Diego Luis Soñora (born 17 July 1969 in Buenos Aires) is an Argentine former professional footballer who played as a defender or midfielder. He is the father of Alan Soñora and Joel Soñora.

Career
Soñora, nicknamed "Chiche", spent a large part of his career with Argentine giants Boca Juniors where he won 5 titles between 1988 and 1995. Soñora played a total of 266 games for Boca in all competitions, scoring 5 goals.

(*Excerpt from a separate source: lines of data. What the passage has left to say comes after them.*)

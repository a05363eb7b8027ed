// SPDX-License-Identifier: BUSL-1.1
// Copyright (c) 2026 Alfred Jean LLC

//! Site entity: a named compute resource owned by a user (§3).

use std::collections::BTreeMap;

use chrono::{DateTime, Utc};
use serde::{Deserialize, Serialize};

use crate::ids::SiteId;
use crate::owned::Owned;
use crate::UserId;

/// A `(num_nodes, wall_time_min)` pair advertised by a Site's scheduler,
/// indicating capacity available immediately for a given queue.
pub type BackfillWindow = (u32, u32);

/// Embedded status snapshot, refreshed by a scheduler adapter (§4.4.1).
#[derive(Debug, Clone, Default, Serialize, Deserialize)]
pub struct SiteStatus {
    pub num_nodes: u32,
    pub num_idle_nodes: u32,
    pub num_busy_nodes: u32,
    #[serde(default)]
    pub backfill_windows: BTreeMap<String, Vec<BackfillWindow>>,
}

/// A named compute resource owned by one user.
#[derive(Debug, Clone, Serialize, Deserialize)]
pub struct Site {
    pub id: SiteId,
    pub owner_id: UserId,
    pub hostname: String,
    pub path: String,
    #[serde(default)]
    pub status: SiteStatus,
    pub last_refresh: DateTime<Utc>,
}

impl Site {
    /// The `(owner, hostname, path)` unique triple (§3).
    pub fn unique_key(&self) -> (UserId, String, String) {
        (self.owner_id.clone(), self.hostname.clone(), self.path.clone())
    }

    /// Boundary a scheduler adapter calls to refresh `status.backfill_windows`
    /// and `last_refresh` (§4.4.1). `queue_windows` is already reduced to the
    /// cumulative-capacity curve the adapter computed from its node-list
    /// report; this method only records it.
    pub fn apply_backfill_report(
        &mut self,
        queue_windows: BTreeMap<String, Vec<BackfillWindow>>,
        now: DateTime<Utc>,
    ) {
        self.status.backfill_windows = queue_windows;
        self.last_refresh = now;
    }
}

impl Owned for Site {
    fn owner_id(&self) -> &UserId {
        &self.owner_id
    }
}
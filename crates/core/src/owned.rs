// SPDX-License-Identifier: BUSL-1.1
// Copyright (c) 2026 Alfred Jean LLC

//! Ownership primitive shared by every entity in the system.

use crate::ids::UserId;

/// Implemented by every persisted entity. Resource authorization (§4's
/// "Resource authorization" component) is built entirely on this one
/// method: a read or write is permitted iff `entity.owner_id() == requester`.
pub trait Owned {
    fn owner_id(&self) -> &UserId;

    /// True when `requester` may observe or mutate this entity. Cross-owner
    /// access is deliberately indistinguishable from a missing id (§3) —
    /// callers should map `false` to `ErrorKind::NotFound`, never to a
    /// separate "forbidden" kind.
    fn is_owned_by(&self, requester: &UserId) -> bool {
        self.owner_id() == requester
    }
}
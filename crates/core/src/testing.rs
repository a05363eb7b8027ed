// SPDX-License-Identifier: BUSL-1.1
// Copyright (c) 2026 Alfred Jean LLC

//! Test-only entity builders, gated behind the `test-support` feature so
//! downstream crates' dev-dependencies can share one fixture vocabulary
//! instead of re-deriving sensible defaults for every entity in every
//! test module.

use std::collections::{BTreeMap, BTreeSet};

use chrono::{DateTime, Utc};

use crate::app::{App, AppBackend};
use crate::batch_job::{BatchJob, BatchJobState};
use crate::ids::{AppId, BatchJobId, JobId, SessionId, SiteId, UserId};
use crate::job::{Job, JobState, ResourceHints};
use crate::session::Session;
use crate::site::{Site, SiteStatus};

fn epoch() -> DateTime<Utc> {
    "2026-01-01T00:00:00Z".parse().expect("valid literal timestamp")
}

pub fn site(id: &str, owner: &str, hostname: &str, path: &str) -> Site {
    Site {
        id: SiteId::new(id),
        owner_id: UserId::new(owner),
        hostname: hostname.into(),
        path: path.into(),
        status: SiteStatus::default(),
        last_refresh: epoch(),
    }
}

pub fn app(id: &str, owner: &str, name: &str, backends: Vec<AppBackend>, parameters: Vec<&str>) -> App {
    App {
        id: AppId::new(id),
        owner_id: UserId::new(owner),
        name: name.into(),
        backends,
        parameters: parameters.into_iter().map(str::to_string).collect(),
    }
}

pub fn backend(site_id: &str, class_name: &str) -> AppBackend {
    AppBackend {
        site_ref: SiteId::new(site_id),
        class_name: class_name.into(),
        site_hostname: String::new(),
        site_path: String::new(),
    }
}

pub fn job(id: &str, owner: &str, app_id: &str, workdir: &str) -> Job {
    Job {
        id: JobId::new(id),
        owner_id: UserId::new(owner),
        app_ref: AppId::new(app_id),
        workdir: workdir.into(),
        parameters: BTreeMap::new(),
        tags: BTreeMap::new(),
        resources: ResourceHints::default(),
        parents: BTreeSet::new(),
        state: JobState::Created,
        state_message: String::new(),
        state_timestamp: None,
        last_update: epoch(),
        batch_job_ref: None,
        session_ref: None,
        return_code: None,
        batch_job_bound_by_session: false,
        data: serde_json::Value::Null,
    }
}

pub fn batch_job(id: &str, owner: &str, site_id: &str) -> BatchJob {
    BatchJob {
        id: BatchJobId::new(id),
        owner_id: UserId::new(owner),
        site_ref: SiteId::new(site_id),
        project: "proj".into(),
        queue: "default".into(),
        num_nodes: 1,
        wall_time_min: 60,
        job_mode: "script".into(),
        filter_tags: BTreeMap::new(),
        scheduler_id: None,
        state: BatchJobState::PendingSubmission,
        status_info: String::new(),
        start_time: None,
        end_time: None,
        revert: false,
    }
}

pub fn session(id: &str, owner: &str, site_id: &str) -> Session {
    Session {
        id: SessionId::new(id),
        owner_id: UserId::new(owner),
        site_ref: SiteId::new(site_id),
        batch_job_ref: None,
        heartbeat: epoch(),
        acquired_job_refs: BTreeSet::new(),
    }
}
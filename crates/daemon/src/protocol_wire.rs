// SPDX-License-Identifier: BUSL-1.1
// Copyright (c) 2026 Alfred Jean LLC

//! Wire-format encode/decode for the `Request`/`Response` protocol
//! (SPEC_FULL §6.1), mirroring the reference daemon's own
//! `protocol_wire` module: a 4-byte big-endian length prefix plus a JSON
//! payload. The actual socket (out of scope, §1) reads/writes these
//! frames; this module only owns the byte shape.

use serde::{de::DeserializeOwned, Serialize};
use thiserror::Error;

#[derive(Debug, Error)]
pub enum WireError {
    #[error("I/O error: {0}")]
    Io(#[from] std::io::Error),
    #[error("JSON error: {0}")]
    Json(#[from] serde_json::Error),
    #[error("message too large: {size} bytes (max {max})")]
    MessageTooLarge { size: usize, max: usize },
}

/// Matches the reference daemon's own ceiling: large enough for a full
/// bulk-create page, small enough to bound a malformed/adversarial frame.
pub const MAX_MESSAGE_SIZE: usize = 64 * 1024 * 1024;

/// Encode `msg` to a JSON payload, rejecting anything over `MAX_MESSAGE_SIZE`
/// before it reaches the framing layer.
pub fn encode<T: Serialize>(msg: &T) -> Result<Vec<u8>, WireError> {
    let json = serde_json::to_vec(msg)?;
    if json.len() > MAX_MESSAGE_SIZE {
        return Err(WireError::MessageTooLarge {
            size: json.len(),
            max: MAX_MESSAGE_SIZE,
        });
    }
    Ok(json)
}

/// Decode a JSON payload back into `T`.
pub fn decode<T: DeserializeOwned>(bytes: &[u8]) -> Result<T, WireError> {
    Ok(serde_json::from_slice(bytes)?)
}

/// Prefix an already-encoded payload with its 4-byte big-endian length.
pub fn frame(payload: &[u8]) -> Result<Vec<u8>, WireError> {
    if payload.len() > MAX_MESSAGE_SIZE {
        return Err(WireError::MessageTooLarge {
            size: payload.len(),
            max: MAX_MESSAGE_SIZE,
        });
    }
    let mut framed = Vec::with_capacity(4 + payload.len());
    framed.extend_from_slice(&(payload.len() as u32).to_be_bytes());
    framed.extend_from_slice(payload);
    Ok(framed)
}

/// Split a complete length-prefixed frame back into its payload, or `None`
/// if `buf` does not yet contain a full frame (the caller should read more).
pub fn split_frame(buf: &[u8]) -> Option<(&[u8], &[u8])> {
    if buf.len() < 4 {
        return None;
    }
    let len = u32::from_be_bytes([buf[0], buf[1], buf[2], buf[3]]) as usize;
    if buf.len() < 4 + len {
        return None;
    }
    Some((&buf[4..4 + len], &buf[4 + len..]))
}

#[cfg(test)]
mod tests {
    use super::*;
    use crate::{Request, Response};
    use jobctl_core::UserId;
    use jobctl_query::sites::SiteFilter;

    #[test]
    fn encode_decode_round_trips_a_request() {
        let req = Request::SitesList {
            owner_id: UserId::new("u1"),
            filter: SiteFilter::default(),
            args: crate::ListArgs::default(),
        };
        let bytes = encode(&req).unwrap();
        let decoded: Request = decode(&bytes).unwrap();
        assert!(matches!(decoded, Request::SitesList { .. }));
    }

    #[test]
    fn frame_then_split_recovers_the_original_payload() {
        let resp = Response::Deleted;
        let payload = encode(&resp).unwrap();
        let framed = frame(&payload).unwrap();
        let (recovered, rest) = split_frame(&framed).unwrap();
        assert_eq!(recovered, payload.as_slice());
        assert!(rest.is_empty());
    }

    #[test]
    fn split_frame_returns_none_on_a_partial_buffer() {
        let payload = encode(&Response::Deleted).unwrap();
        let framed = frame(&payload).unwrap();
        assert!(split_frame(&framed[..framed.len() - 1]).is_none());
    }
}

In 1996 Soñora moved to Major League Soccer's Dallas Burn for the league's inaugural season, 1996. He would play two seasons for Dallas, before a switch to the MetroStars in 1998. A season later, he was sent to D.C. United and helped them to the 1999 MLS Cup. Soñora left MLS after that season, and played in Chile for Deportes Concepción before a short return to the US and Tampa Bay Mutiny in 2001. He then joined Cerro Porteño of Paraguay before returning to Argentina to play for lower league side Defensores de Belgrano, before retiring as a player.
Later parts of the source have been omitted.